**WHAT THE TASK ASKS**
Would you write out, word for word, each line of the records below from the top through the one holding "fn handle_launch_toggle(&mut self);"?
--------------------------------------------------
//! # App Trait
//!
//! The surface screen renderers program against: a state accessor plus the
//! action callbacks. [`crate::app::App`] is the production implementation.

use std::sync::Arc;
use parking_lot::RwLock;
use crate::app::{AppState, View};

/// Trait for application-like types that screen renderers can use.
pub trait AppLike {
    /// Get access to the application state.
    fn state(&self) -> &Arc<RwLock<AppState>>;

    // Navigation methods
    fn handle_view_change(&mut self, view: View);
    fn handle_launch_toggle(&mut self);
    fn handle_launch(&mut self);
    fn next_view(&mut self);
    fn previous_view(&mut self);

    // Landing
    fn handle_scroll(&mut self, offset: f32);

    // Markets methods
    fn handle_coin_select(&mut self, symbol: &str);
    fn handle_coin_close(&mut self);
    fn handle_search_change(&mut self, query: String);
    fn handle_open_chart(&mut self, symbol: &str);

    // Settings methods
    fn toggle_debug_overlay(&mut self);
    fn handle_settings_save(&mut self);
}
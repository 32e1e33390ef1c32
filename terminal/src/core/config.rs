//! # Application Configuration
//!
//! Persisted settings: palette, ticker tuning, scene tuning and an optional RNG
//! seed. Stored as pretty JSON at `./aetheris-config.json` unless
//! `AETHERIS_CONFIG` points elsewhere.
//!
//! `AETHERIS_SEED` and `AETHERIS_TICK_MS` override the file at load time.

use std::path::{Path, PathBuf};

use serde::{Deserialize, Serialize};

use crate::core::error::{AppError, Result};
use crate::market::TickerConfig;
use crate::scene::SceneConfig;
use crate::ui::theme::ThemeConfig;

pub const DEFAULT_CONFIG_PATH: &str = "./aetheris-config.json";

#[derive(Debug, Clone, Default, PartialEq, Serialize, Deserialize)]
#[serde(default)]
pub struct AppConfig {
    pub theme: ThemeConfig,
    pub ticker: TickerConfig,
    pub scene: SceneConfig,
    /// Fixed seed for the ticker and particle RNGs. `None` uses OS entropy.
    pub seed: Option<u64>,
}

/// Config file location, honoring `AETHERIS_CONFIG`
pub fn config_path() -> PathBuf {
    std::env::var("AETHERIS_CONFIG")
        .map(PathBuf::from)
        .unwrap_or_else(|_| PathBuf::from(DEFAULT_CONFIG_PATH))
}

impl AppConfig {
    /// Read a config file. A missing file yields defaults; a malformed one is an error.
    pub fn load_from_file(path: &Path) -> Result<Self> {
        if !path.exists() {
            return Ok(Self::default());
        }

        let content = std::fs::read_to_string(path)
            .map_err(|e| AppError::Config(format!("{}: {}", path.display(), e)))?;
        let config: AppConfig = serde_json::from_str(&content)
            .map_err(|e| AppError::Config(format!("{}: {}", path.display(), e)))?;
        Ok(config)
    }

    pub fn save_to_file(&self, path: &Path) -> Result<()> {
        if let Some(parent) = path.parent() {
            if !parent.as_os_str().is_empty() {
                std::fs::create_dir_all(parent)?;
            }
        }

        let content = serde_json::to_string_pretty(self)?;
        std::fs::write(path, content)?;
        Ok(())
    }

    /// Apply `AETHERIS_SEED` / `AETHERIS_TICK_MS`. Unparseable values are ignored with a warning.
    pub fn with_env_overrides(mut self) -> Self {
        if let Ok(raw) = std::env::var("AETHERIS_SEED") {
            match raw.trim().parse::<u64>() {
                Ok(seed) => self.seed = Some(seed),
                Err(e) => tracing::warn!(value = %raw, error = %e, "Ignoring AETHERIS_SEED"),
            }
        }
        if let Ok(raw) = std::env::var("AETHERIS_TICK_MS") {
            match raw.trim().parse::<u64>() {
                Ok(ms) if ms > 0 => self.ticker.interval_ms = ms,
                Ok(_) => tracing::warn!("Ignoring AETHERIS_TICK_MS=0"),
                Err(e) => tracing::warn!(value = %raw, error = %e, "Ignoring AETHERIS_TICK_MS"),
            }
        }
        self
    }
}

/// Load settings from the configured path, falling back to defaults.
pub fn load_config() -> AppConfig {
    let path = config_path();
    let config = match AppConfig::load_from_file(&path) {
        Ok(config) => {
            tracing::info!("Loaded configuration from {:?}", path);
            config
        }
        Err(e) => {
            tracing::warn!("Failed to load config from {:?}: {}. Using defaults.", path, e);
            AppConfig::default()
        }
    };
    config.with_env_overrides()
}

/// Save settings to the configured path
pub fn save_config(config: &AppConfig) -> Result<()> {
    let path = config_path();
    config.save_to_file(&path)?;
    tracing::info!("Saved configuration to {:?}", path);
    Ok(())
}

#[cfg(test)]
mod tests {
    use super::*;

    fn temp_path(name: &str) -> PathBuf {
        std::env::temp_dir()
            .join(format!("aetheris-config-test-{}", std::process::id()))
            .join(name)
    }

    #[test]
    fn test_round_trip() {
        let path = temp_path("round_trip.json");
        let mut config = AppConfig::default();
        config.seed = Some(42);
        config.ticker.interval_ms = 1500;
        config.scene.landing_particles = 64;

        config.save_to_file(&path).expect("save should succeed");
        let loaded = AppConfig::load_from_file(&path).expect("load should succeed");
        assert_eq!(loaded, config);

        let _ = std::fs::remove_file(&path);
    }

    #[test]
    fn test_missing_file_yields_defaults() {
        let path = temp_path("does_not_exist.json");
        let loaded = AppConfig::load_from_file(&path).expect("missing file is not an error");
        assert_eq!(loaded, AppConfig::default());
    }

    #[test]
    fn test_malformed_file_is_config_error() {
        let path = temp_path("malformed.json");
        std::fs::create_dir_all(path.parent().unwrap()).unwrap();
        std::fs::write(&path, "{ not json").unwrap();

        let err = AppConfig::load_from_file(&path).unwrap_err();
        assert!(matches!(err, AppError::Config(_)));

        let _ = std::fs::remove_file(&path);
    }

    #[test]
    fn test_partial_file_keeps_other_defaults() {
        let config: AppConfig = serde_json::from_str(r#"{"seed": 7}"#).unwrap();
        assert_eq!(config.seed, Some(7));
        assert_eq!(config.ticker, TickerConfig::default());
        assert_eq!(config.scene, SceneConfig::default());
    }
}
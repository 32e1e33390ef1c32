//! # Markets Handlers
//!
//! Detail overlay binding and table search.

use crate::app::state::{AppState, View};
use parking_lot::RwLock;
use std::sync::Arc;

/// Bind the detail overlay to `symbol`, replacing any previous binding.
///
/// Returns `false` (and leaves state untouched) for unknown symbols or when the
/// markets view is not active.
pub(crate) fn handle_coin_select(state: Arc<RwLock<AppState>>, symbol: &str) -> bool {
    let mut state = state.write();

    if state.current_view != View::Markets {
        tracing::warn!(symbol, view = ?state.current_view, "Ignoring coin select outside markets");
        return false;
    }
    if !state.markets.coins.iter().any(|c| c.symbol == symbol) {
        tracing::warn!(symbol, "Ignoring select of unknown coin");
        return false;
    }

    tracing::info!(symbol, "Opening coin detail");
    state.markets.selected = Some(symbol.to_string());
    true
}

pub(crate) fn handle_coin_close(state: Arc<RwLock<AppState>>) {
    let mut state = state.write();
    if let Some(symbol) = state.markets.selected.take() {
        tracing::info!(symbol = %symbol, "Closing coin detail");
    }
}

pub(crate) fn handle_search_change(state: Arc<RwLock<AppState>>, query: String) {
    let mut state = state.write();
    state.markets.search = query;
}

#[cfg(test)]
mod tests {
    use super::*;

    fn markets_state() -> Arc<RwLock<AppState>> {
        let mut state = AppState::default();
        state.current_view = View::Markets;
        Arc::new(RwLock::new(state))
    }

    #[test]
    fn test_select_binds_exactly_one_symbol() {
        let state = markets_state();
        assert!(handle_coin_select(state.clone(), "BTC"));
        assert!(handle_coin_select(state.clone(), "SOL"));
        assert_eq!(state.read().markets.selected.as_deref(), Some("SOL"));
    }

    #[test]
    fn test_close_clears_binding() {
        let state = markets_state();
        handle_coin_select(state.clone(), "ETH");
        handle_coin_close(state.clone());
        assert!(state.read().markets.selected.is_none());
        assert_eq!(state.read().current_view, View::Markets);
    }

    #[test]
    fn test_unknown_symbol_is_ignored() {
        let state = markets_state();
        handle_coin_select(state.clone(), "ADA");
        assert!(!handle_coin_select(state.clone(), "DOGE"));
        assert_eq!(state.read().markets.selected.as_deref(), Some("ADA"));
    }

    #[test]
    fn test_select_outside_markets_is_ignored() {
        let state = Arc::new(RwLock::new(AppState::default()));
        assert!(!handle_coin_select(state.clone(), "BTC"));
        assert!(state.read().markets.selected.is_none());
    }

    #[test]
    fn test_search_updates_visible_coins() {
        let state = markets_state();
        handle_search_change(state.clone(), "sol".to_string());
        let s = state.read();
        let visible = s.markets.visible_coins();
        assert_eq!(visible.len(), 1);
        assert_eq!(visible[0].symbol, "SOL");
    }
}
--------------------------------------------------
**ANSWER SECTION**
//! # App Trait
//!
//! The surface screen renderers program against: a state accessor plus the
//! action callbacks. [`crate::app::App`] is the production implementation.

use std::sync::Arc;
use parking_lot::RwLock;
use crate::app::{AppState, View};

/// Trait for application-like types that screen renderers can use.
pub trait AppLike {
    /// Get access to the application state.
    fn state(&self) -> &Arc<RwLock<AppState>>;

    // Navigation methods
    fn handle_view_change(&mut self, view: View);
    fn handle_launch_toggle(&mut self);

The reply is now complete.